- **AVAILABLE DATA**:

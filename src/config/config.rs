use crate::error::Result;
use crate::export::OutputFormat;
use crate::stats::{GcWindow, PileupOptions};
use directories::ProjectDirs;
use log::{debug, warn};
use serde::{Deserialize, Serialize};
use std::fs;
use std::path::{Path, PathBuf};

#[derive(Debug, Clone, PartialEq, Serialize, Deserialize)]
pub struct Config {
    #[serde(default = "default_max_depth")]
    pub max_depth: u32,
    #[serde(default = "default_window_size")]
    pub window_size: i64,
    #[serde(default)]
    pub format: OutputFormat,
}

fn default_max_depth() -> u32 {
    PileupOptions::default().max_depth
}

fn default_window_size() -> i64 {
    GcWindow::DEFAULT_SIZE
}

impl Default for Config {
    fn default() -> Self {
        Self {
            max_depth: default_max_depth(),
            window_size: default_window_size(),
            format: OutputFormat::default(),
        }
    }
}

impl Config {
    pub fn path() -> Option<PathBuf> {
        ProjectDirs::from("com", "pileupstats", "pileup-stats")
            .map(|dirs| dirs.config_dir().join("config.toml"))
    }

    /// The user's config file, or defaults when there is none or it cannot
    /// be parsed.
    pub fn load() -> Self {
        let Some(path) = Self::path() else {
            return Config::default();
        };
        if !path.exists() {
            return Config::default();
        }
        match Self::load_from(&path) {
            Ok(config) => {
                debug!("loaded config from {}", path.display());
                config
            }
            Err(e) => {
                warn!("ignoring {}: {}", path.display(), e);
                Config::default()
            }
        }
    }

    pub fn load_from(path: &Path) -> Result<Self> {
        let content = fs::read_to_string(path)?;
        Ok(toml::from_str(&content)?)
    }

    pub fn save_to(&self, path: &Path) -> Result<()> {
        if let Some(dir) = path.parent() {
            fs::create_dir_all(dir)?;
        }
        let content = toml::to_string_pretty(self).map_err(anyhow::Error::from)?;
        fs::write(path, content)?;
        Ok(())
    }
}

- **YOUR ASSIGNMENT**: The line above containing "fn default_max_depth() ->", the line containing "pub fn path()", and every line between them are to be transcribed exactly; no other line is wanted.

- **ANSWER FOR THIS EXERCISE**:
fn default_max_depth() -> u32 {
    PileupOptions::default().max_depth
}

fn default_window_size() -> i64 {
    GcWindow::DEFAULT_SIZE
}

impl Default for Config {
    fn default() -> Self {
        Self {
            max_depth: default_max_depth(),
            window_size: default_window_size(),
            format: OutputFormat::default(),
        }
    }
}

impl Config {
    pub fn path() -> Option<PathBuf> {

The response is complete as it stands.